MORE work needs to be done before Australia is ready to change laws relating to coercive control, central Victorian family violence experts say.
The heads of both the Centre for Non-Violence and Annie North have urged governments considering legislative change to proceed cautiously.
It comes a year after Hannah Clarke and her three children, Aaliyah, Laianah and Trey, were killed by the children's father, who set fire to their car during the morning school run.
The abuse Ms Clarke and her family endured before the horrific acts of February 19, 2020, brought coercive control into greater prominence, nationally.
Meanwhile, governments both in Australia and abroad have been considering making laws about coercive control - a system of violence that uses a range of tactics and behaviours, which creates an environment of fear.
Centre for Non-Violence chief executive Margaret Augerinos recognised the urgency to address justice system responses to violence against women.
However, she said there was no common understanding within the justice system about coercive control.
Responses were inconsistent and the nuances of coercive control were often missed or overlooked, Ms Augerinos said.
"We need a broader social movement that will lead to a change in behaviours that excuse and condone violence against women, while having a sharp focus on ensuring the current systemic and legal system responses are working as intended," she said.
"We recognise the need for improved whole-of-system responses to coercive control and better outcomes through the justice system, but changes to legislation alone are not the solution."
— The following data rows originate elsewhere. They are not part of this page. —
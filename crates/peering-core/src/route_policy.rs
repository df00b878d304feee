//! Routing-policy resolution
//!
//! Computes the effective import/export policy chain of a session. Policies
//! inherit across scopes: the session's own assignments come first, then the
//! remote AS's, then the surrounding scope's (the exchange for IXP sessions,
//! the BGP group for grouped direct sessions). The merge is a stable ordered
//! union keyed by slug: the first occurrence wins, so a slug assigned at a
//! more specific scope shadows the same slug further out. Policies whose
//! address family conflicts with the session's are removed at every scope
//! before merging.

use std::collections::HashSet;

use peering_common::IpFamily;
use tracing::debug;

use crate::{BgpSession, PeeringGraph, PolicyDirection, RoutingPolicy};

/// Session-own import policies, assignment order, family filtered
pub fn iter_import_policies<'a>(session: BgpSession<'a>) -> Vec<&'a RoutingPolicy> {
    iter_policies(session, PolicyDirection::Import)
}

/// Session-own export policies, assignment order, family filtered
pub fn iter_export_policies<'a>(session: BgpSession<'a>) -> Vec<&'a RoutingPolicy> {
    iter_policies(session, PolicyDirection::Export)
}

/// Session-own policies for a direction
pub fn iter_policies<'a>(
    session: BgpSession<'a>,
    direction: PolicyDirection,
) -> Vec<&'a RoutingPolicy> {
    let family = session.family();
    session
        .policies(direction)
        .iter()
        .filter(|p| p.applies_to(family))
        .collect()
}

/// Effective import policy chain for a session
pub fn merge_import_policies<'a>(
    graph: &'a PeeringGraph,
    session: BgpSession<'a>,
) -> Vec<&'a RoutingPolicy> {
    merge_policies(graph, session, PolicyDirection::Import)
}

/// Effective export policy chain for a session
pub fn merge_export_policies<'a>(
    graph: &'a PeeringGraph,
    session: BgpSession<'a>,
) -> Vec<&'a RoutingPolicy> {
    merge_policies(graph, session, PolicyDirection::Export)
}

/// Ordered, slug-de-duplicated union of session, AS and scope policies
pub fn merge_policies<'a>(
    graph: &'a PeeringGraph,
    session: BgpSession<'a>,
    direction: PolicyDirection,
) -> Vec<&'a RoutingPolicy> {
    let family = session.family();
    let mut merged: Vec<&RoutingPolicy> = Vec::new();
    let mut seen: HashSet<&str> = HashSet::new();

    append_unique(&mut merged, &mut seen, session.policies(direction), family);

    if let Some(remote) = graph.autonomous_system(session.remote_asn()) {
        append_unique(&mut merged, &mut seen, remote.policies(direction), family);
    }

    match session {
        BgpSession::InternetExchange(s) => {
            if let Some(exchange) = graph.session_exchange(s) {
                append_unique(&mut merged, &mut seen, exchange.policies(direction), family);
            }
        }
        BgpSession::Direct(s) => {
            if let Some(group) = s.bgp_group.as_deref().and_then(|g| graph.bgp_group(g)) {
                append_unique(&mut merged, &mut seen, group.policies(direction), family);
            }
        }
    }

    debug!(
        "merged {} {} policies for session with AS{}",
        merged.len(),
        direction,
        session.remote_asn()
    );
    merged
}

fn append_unique<'a>(
    merged: &mut Vec<&'a RoutingPolicy>,
    seen: &mut HashSet<&'a str>,
    policies: &'a [RoutingPolicy],
    family: IpFamily,
) {
    for policy in policies {
        if policy.applies_to(family) && seen.insert(policy.slug.as_str()) {
            merged.push(policy);
        }
    }
}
Ms Augerinos said there was no evidence to suggest legislative changes would increase safety for women and children.
Story continues below CNV coercive control position paper
Annie North chief executive Julie Oberin believed leading with legislation would pose a greater risk to victim-survivors, who might be misidentified as the perpetrators or be prevented from reporting abuse.
Victim-survivors would also bear the burden of having to prove they were experiencing coercive control - something Ms Oberin said was often extremely difficult to identify and evidence.
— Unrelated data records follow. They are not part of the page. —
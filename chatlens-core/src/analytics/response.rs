//! Response times between senders.
//!
//! Within a chat, every adjacent pair of messages whose senders differ yields
//! one sample: the seconds between them. Consecutive messages from the same
//! sender produce nothing.

use super::{median_sorted, AnalysisContext};
use crate::types::Message;
use serde::Serialize;

/// Summary of a set of response samples, in seconds.
#[derive(Debug, Clone, PartialEq, Serialize)]
pub struct ResponseSummary {
    pub samples: usize,
    pub mean_secs: f64,
    pub median_secs: f64,
    pub min_secs: f64,
    pub max_secs: f64,
}

impl ResponseSummary {
    /// Summarize samples; `None` when there are none.
    pub fn from_samples(samples: &[f64]) -> Option<Self> {
        let mut sorted = samples.to_vec();
        sorted.sort_by(f64::total_cmp);

        let median = median_sorted(&sorted)?;
        let n = sorted.len();
        Some(Self {
            samples: n,
            mean_secs: sorted.iter().sum::<f64>() / n as f64,
            median_secs: median,
            min_secs: sorted[0],
            max_secs: sorted[n - 1],
        })
    }
}

/// Response summary for one chat.
#[derive(Debug, Clone, PartialEq, Serialize)]
pub struct ChatResponse {
    pub chat_id: String,
    pub display_name: String,
    #[serde(flatten)]
    pub summary: ResponseSummary,
}

/// Response-time metrics.
#[derive(Debug, Clone, Default, Serialize)]
pub struct ResponseTimeStats {
    /// Over every sample of every chat
    pub global: Option<ResponseSummary>,
    /// Chats with at least one sample, by identifier
    pub per_chat: Vec<ChatResponse>,
}

/// Sender-change deltas of a time-ordered message sequence, in seconds.
pub fn response_samples<'a>(messages: impl IntoIterator<Item = &'a Message>) -> Vec<f64> {
    let mut samples = Vec::new();
    let mut prev: Option<&Message> = None;
    for message in messages {
        if let Some(p) = prev {
            if p.sender != message.sender {
                let delta = message.timestamp - p.timestamp;
                samples.push(delta.num_milliseconds() as f64 / 1000.0);
            }
        }
        prev = Some(message);
    }
    samples
}

pub fn compute(ctx: &AnalysisContext<'_>) -> ResponseTimeStats {
    let mut all = Vec::new();
    let mut per_chat = Vec::new();

    // chats are stored in identifier order
    for chat in &ctx.dataset.chats {
        let samples = response_samples(ctx.dataset.chat_messages(chat));
        if let Some(summary) = ResponseSummary::from_samples(&samples) {
            per_chat.push(ChatResponse {
                chat_id: chat.id.clone(),
                display_name: ctx.contacts.chat_name(chat).to_string(),
                summary,
            });
            all.extend(samples);
        }
    }

    ResponseTimeStats {
        global: ResponseSummary::from_samples(&all),
        per_chat,
    }
}

#[cfg(test)]
mod tests {
    use super::*;
    use crate::analytics::testutil::DatasetBuilder;
    use crate::config::AnalysisConfig;
    use crate::contacts::ContactDirectory;

    #[test]
    fn test_samples_only_on_sender_change() {
        // A@0, B@10, B@15, A@30
        let ds = DatasetBuilder::new()
            .msg("g@g.us", Some("a@s.whatsapp.net"), 0, "a")
            .msg("g@g.us", Some("b@s.whatsapp.net"), 10, "b")
            .msg("g@g.us", Some("b@s.whatsapp.net"), 15, "b again")
            .msg("g@g.us", Some("a@s.whatsapp.net"), 30, "a again")
            .build();
        let chat = &ds.chats[0];
        assert_eq!(response_samples(ds.chat_messages(chat)), vec![10.0, 15.0]);
    }

    #[test]
    fn test_owner_counts_as_sender() {
        let a = "a@s.whatsapp.net";
        let ds = DatasetBuilder::new()
            .msg(a, Some(a), 0, "q")
            .msg(a, None, 90, "reply")
            .msg(a, None, 100, "more")
            .msg(a, Some(a), 400, "ok")
            .build();
        let chat = &ds.chats[0];
        assert_eq!(response_samples(ds.chat_messages(chat)), vec![90.0, 300.0]);
    }

    #[test]
    fn test_summary() {
        let summary = ResponseSummary::from_samples(&[30.0, 10.0, 20.0, 100.0]).unwrap();
        assert_eq!(summary.samples, 4);
        assert_eq!(summary.mean_secs, 40.0);
        assert_eq!(summary.median_secs, 25.0);
        assert_eq!(summary.min_secs, 10.0);
        assert_eq!(summary.max_secs, 100.0);
        assert!(ResponseSummary::from_samples(&[]).is_none());
    }

    #[test]
    fn test_chats_without_samples_have_no_entry() {
        let ds = DatasetBuilder::new()
            .msg("a@s.whatsapp.net", None, 0, "talking")
            .msg("a@s.whatsapp.net", None, 5, "to myself")
            .msg("b@s.whatsapp.net", None, 0, "hi")
            .msg("b@s.whatsapp.net", Some("b@s.whatsapp.net"), 60, "hello")
            .build();
        let contacts = ContactDirectory::empty();
        let config = AnalysisConfig::default();
        let ctx = AnalysisContext::new(&ds, &contacts, &config).unwrap();

        let stats = compute(&ctx);
        assert_eq!(stats.per_chat.len(), 1);
        assert_eq!(stats.per_chat[0].chat_id, "b@s.whatsapp.net");
        let global = stats.global.unwrap();
        assert_eq!(global.samples, 1);
        assert_eq!(global.mean_secs, 60.0);
    }
}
"Each act might seem trivial, but when added up and viewed with specific meaning to the victim-survivor's context, it forms a dangerous, damaging and insidious abuse," she said.
"There is limited evidence of successful prosecutions in international examples."
More reforms involving consistencies in definition, educating the community about coercive control and training and support for police and the judicial system needed to be the first priority, Ms Oberin said.
"We need a consistent national definition of family and domestic violence where coercive control is recognised as a form of abuse," she said.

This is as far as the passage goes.